---- TASK DATA
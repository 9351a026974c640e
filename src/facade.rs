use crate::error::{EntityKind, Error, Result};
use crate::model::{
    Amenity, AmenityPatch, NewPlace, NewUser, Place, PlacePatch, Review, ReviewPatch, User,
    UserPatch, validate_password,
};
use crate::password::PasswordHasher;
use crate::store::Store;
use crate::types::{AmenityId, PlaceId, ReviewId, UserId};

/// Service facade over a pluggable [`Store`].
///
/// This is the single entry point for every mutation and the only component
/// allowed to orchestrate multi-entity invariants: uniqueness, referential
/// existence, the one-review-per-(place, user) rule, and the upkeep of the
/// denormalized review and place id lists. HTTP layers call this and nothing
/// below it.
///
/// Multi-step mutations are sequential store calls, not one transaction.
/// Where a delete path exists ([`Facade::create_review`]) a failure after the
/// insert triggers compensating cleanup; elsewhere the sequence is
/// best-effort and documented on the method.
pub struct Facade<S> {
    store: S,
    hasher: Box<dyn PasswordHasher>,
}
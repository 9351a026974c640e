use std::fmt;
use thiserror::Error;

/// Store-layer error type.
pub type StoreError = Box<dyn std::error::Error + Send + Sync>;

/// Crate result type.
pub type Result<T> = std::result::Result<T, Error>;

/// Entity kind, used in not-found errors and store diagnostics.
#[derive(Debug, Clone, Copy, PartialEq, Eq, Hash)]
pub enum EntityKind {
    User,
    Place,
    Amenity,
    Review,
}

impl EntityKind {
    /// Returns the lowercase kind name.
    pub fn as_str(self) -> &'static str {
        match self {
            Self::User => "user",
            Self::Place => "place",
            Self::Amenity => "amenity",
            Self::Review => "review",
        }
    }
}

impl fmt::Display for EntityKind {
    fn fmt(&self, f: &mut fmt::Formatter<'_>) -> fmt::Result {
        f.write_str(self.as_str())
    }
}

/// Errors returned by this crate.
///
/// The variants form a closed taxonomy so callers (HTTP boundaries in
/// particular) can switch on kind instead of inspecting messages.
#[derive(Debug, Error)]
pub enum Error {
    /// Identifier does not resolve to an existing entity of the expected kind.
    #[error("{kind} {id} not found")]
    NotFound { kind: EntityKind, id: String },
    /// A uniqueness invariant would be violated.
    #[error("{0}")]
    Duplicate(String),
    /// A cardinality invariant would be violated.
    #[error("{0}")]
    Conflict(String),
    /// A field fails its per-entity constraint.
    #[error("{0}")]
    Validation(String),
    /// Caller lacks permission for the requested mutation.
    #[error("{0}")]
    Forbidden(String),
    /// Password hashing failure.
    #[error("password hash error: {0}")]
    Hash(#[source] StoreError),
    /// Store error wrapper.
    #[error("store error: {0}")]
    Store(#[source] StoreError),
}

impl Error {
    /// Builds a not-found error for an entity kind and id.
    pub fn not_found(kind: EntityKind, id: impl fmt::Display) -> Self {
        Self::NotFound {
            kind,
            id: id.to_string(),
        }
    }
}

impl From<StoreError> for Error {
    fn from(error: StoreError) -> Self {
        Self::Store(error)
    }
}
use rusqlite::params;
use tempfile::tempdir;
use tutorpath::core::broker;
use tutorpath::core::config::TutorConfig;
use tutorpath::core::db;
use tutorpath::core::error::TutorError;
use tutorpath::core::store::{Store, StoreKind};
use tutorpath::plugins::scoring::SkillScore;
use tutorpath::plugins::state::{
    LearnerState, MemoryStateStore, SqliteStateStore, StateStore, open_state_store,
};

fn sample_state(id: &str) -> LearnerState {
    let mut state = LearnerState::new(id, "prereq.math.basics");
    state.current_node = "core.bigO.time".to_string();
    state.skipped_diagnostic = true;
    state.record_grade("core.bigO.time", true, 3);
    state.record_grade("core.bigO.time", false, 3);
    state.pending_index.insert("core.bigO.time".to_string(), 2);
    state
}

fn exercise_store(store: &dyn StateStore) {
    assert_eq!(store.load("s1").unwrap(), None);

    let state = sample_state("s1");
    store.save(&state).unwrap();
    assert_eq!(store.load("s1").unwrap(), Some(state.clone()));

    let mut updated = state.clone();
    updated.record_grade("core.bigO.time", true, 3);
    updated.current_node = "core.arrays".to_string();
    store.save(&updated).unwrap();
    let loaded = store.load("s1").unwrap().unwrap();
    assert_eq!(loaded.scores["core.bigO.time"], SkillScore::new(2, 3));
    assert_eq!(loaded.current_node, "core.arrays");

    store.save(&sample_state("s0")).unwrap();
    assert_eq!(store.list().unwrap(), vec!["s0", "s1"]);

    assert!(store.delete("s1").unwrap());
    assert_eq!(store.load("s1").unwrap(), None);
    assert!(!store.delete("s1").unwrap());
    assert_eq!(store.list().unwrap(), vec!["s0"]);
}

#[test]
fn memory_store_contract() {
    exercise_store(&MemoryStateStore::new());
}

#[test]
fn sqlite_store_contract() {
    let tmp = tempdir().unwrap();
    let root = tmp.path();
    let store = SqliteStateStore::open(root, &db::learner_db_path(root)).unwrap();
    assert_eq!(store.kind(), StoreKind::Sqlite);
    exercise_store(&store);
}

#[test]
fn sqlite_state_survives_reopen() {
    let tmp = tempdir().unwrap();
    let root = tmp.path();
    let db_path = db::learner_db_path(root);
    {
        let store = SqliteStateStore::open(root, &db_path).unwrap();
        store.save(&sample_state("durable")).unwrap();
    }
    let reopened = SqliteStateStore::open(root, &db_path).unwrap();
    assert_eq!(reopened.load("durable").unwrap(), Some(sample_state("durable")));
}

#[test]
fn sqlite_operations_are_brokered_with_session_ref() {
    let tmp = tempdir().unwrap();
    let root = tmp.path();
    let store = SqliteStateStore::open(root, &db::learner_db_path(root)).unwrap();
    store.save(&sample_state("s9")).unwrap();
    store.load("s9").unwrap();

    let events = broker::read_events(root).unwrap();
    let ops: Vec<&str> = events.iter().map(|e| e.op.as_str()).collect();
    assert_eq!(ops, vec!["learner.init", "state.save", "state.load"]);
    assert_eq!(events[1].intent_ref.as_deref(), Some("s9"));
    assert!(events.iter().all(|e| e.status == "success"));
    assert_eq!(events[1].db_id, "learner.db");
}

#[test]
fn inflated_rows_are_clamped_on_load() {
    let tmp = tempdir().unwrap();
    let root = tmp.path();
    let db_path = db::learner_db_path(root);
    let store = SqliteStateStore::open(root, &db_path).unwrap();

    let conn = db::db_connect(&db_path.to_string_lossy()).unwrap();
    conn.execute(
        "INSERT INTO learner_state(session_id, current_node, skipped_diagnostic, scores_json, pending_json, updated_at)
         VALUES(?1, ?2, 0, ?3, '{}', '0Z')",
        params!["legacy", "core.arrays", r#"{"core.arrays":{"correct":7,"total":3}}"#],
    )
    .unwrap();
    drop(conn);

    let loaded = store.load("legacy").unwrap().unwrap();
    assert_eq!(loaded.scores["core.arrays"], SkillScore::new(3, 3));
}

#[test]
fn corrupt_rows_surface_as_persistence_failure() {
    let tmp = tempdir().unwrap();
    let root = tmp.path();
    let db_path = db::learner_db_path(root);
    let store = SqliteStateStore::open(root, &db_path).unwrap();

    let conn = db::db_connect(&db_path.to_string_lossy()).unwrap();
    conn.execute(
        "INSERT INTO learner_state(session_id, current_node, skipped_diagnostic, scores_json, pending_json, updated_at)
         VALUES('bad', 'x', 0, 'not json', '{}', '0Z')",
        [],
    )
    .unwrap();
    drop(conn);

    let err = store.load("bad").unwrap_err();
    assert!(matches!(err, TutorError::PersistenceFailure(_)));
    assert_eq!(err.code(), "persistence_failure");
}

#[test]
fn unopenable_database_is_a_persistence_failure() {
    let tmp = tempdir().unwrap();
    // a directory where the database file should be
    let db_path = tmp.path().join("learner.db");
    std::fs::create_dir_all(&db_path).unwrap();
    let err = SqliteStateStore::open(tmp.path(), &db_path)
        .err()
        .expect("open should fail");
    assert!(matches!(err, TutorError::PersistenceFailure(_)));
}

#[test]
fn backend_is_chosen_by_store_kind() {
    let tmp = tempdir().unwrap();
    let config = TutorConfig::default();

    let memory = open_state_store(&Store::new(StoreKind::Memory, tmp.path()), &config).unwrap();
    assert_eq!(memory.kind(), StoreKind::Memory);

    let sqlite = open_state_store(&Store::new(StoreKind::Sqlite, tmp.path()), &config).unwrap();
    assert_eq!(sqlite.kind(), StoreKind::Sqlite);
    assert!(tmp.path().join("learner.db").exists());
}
--------
* **YOUR GOAL**: Find the string "source" in the entries above and return each line that holds it.

* **RESULT OF THIS EXERCISE**:
    Hash(#[source] StoreError),
    Store(#[source] StoreError),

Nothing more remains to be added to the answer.